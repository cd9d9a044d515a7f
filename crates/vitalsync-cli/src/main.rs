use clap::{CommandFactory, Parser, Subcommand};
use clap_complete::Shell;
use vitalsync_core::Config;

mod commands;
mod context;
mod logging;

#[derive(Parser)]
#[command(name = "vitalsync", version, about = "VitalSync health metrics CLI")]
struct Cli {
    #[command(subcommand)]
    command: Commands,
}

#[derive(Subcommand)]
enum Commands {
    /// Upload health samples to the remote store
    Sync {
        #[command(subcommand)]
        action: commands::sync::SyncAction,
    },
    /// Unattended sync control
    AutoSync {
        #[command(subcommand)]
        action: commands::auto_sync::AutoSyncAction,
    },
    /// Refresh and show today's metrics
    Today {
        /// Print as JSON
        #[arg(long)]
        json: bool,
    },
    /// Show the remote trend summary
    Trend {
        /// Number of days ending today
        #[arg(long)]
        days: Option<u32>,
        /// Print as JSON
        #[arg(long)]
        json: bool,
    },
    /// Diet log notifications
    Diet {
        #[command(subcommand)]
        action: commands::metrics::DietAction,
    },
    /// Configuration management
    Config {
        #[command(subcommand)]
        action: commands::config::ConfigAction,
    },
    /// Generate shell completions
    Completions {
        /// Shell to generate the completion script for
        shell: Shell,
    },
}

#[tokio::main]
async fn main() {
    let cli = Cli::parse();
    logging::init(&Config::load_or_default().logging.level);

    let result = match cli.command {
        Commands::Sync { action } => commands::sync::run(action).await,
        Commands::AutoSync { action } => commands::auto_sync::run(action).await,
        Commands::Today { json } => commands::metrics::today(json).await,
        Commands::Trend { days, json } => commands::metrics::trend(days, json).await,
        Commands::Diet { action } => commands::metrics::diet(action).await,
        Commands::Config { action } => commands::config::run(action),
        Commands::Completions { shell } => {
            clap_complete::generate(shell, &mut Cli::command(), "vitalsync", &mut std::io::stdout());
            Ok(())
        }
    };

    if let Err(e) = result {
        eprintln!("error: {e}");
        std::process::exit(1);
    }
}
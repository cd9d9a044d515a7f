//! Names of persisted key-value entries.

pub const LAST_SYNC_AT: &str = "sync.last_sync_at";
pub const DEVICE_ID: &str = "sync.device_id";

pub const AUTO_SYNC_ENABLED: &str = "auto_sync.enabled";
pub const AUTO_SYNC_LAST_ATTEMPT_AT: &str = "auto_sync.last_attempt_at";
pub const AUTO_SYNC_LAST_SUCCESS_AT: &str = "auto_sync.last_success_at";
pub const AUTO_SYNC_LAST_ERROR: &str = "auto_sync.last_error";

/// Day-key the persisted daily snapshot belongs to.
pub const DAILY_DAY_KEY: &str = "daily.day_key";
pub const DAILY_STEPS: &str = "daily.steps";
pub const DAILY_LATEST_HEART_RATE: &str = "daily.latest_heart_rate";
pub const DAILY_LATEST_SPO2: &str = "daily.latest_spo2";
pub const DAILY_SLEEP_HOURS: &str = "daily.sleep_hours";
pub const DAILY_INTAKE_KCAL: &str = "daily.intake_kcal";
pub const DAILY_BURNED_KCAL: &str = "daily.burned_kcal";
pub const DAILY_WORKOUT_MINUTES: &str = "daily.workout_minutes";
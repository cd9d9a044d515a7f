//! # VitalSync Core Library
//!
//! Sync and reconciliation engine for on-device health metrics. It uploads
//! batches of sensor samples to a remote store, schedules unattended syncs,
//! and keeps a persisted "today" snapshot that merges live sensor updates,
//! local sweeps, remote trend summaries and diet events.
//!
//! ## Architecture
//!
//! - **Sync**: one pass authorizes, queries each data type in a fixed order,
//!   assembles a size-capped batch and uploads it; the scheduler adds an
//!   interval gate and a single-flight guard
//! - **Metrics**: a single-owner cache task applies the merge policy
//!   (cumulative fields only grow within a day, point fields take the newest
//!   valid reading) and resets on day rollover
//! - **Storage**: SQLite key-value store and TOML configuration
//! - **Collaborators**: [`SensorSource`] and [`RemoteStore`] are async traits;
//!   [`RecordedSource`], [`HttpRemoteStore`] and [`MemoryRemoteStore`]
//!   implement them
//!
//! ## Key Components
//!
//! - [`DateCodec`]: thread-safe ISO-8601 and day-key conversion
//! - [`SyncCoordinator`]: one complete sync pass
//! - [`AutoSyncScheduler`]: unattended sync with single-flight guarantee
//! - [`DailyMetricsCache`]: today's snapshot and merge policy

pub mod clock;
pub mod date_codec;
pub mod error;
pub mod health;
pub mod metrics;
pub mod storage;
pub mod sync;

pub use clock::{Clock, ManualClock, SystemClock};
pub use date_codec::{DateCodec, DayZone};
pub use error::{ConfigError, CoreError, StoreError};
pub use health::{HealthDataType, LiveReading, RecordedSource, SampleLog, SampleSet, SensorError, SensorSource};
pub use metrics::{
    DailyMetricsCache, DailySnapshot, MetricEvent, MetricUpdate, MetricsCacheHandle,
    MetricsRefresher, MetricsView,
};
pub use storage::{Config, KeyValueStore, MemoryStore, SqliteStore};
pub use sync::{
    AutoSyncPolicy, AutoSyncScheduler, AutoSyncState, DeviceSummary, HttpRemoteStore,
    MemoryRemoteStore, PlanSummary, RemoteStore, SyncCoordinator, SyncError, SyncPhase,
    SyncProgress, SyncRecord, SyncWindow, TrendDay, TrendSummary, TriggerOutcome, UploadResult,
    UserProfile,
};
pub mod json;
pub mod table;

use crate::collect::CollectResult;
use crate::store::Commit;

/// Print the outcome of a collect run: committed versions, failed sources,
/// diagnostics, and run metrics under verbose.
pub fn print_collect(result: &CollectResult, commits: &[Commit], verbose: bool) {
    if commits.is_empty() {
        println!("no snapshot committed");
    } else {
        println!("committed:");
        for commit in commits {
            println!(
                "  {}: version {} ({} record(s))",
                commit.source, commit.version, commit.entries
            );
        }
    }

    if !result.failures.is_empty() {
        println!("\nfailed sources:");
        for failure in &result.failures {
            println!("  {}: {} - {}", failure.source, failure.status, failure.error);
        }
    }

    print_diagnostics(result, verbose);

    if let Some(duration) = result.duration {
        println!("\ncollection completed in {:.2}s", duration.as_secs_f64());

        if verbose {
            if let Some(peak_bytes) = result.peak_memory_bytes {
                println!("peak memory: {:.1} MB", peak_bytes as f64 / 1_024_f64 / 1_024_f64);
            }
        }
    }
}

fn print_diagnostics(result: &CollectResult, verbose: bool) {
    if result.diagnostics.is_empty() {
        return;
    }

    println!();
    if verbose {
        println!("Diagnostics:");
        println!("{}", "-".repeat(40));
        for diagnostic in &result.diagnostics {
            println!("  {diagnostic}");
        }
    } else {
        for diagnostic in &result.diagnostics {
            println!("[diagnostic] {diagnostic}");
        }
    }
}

☆ ☆ ☆ ☆

REQUIRED ACTION: Take the lines above from the first through the one containing "let result = match" and reproduce them exactly; include nothing else.

RESPONSE AREA:
repository cd9d9a044d515a7f
filename crates/vitalsync-cli/src/main.rs
use clap::{CommandFactory, Parser, Subcommand};
use clap_complete::Shell;
use vitalsync_core::Config;

mod commands;
mod context;
mod logging;

#[derive(Parser)]
#[command(name = "vitalsync", version, about = "VitalSync health metrics CLI")]
struct Cli {
    #[command(subcommand)]
    command: Commands,
}

#[derive(Subcommand)]
enum Commands {
    /// Upload health samples to the remote store
    Sync {
        #[command(subcommand)]
        action: commands::sync::SyncAction,
    },
    /// Unattended sync control
    AutoSync {
        #[command(subcommand)]
        action: commands::auto_sync::AutoSyncAction,
    },
    /// Refresh and show today's metrics
    Today {
        /// Print as JSON
        #[arg(long)]
        json: bool,
    },
    /// Show the remote trend summary
    Trend {
        /// Number of days ending today
        #[arg(long)]
        days: Option<u32>,
        /// Print as JSON
        #[arg(long)]
        json: bool,
    },
    /// Diet log notifications
    Diet {
        #[command(subcommand)]
        action: commands::metrics::DietAction,
    },
    /// Configuration management
    Config {
        #[command(subcommand)]
        action: commands::config::ConfigAction,
    },
    /// Generate shell completions
    Completions {
        /// Shell to generate the completion script for
        shell: Shell,
    },
}

#[tokio::main]
async fn main() {
    let cli = Cli::parse();
    logging::init(&Config::load_or_default().logging.level);

    let result = match cli.command {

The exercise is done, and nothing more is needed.